Experimental and theoretical evaluation of four NLO-active divalent transition-metal complexes supported by an enantiomerically pure tetradentate schiff base ligand

Abstract

This paper reports on a series of five chiral Schiff base push-pull compounds derived from enantiomerically pure (1R,2R)-(−)-1,2-diaminocyclohexane. The NiII, CuII, ZnII and PdII complexes supported by a ferrocene-containing unsymmetrically-substituted N2O2 quadridentate Schiff base ligand were prepared via template reactions and isolated in 74–87 % yields.
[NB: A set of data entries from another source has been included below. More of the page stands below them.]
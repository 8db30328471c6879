//! Thin facades over the configuration surfaces the commissioner needs but
//! does not define (§6): device instance info, commissionable data, the
//! device attestation certificate, and the single token kind attestation
//! needs. Each is a trait so the embedding application can substitute its
//! own provider (e.g. reading from secure storage) without this crate
//! depending on how that storage works — the same boundary `transport.rs`
//! draws around the Matter SDK itself.

pub mod commissionable_data;
pub mod dac;
pub mod device_instance_info;
pub mod token;

pub use commissionable_data::{CommissionableDataProvider, StaticCommissionableDataProvider};
pub use dac::{DeviceAttestationCertificateProvider, StaticDacProvider};
pub use device_instance_info::{ConfigDeviceInstanceInfoProvider, DeviceInstanceInfoProvider};
pub use token::{StaticTokenProvider, TokenKind, TokenProvider};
A combination of EA, IR, UV/vis and 1H/13C{1H} NMR spectroscopy, HRMS spectrometry, cyclic voltammetry and single-crystal X-ray analysis (for the proligand 2 and its NiII derivative 3), together with computational methods (DFT and TD-DFT) was used to fully characterize and study the properties of all products. Both 2 and 3 crystallize in the orthorhombic non-centrosymmetric space group P212121, with two (R,R)-(−)-chiral carbon atoms in their structure. Second-order nonlinear polarizabilities β have been measured by using Harmonic Light Scattering at 1.91 μm, with the Pd(II) species showing the higher NLO response of 460×10−30 esu.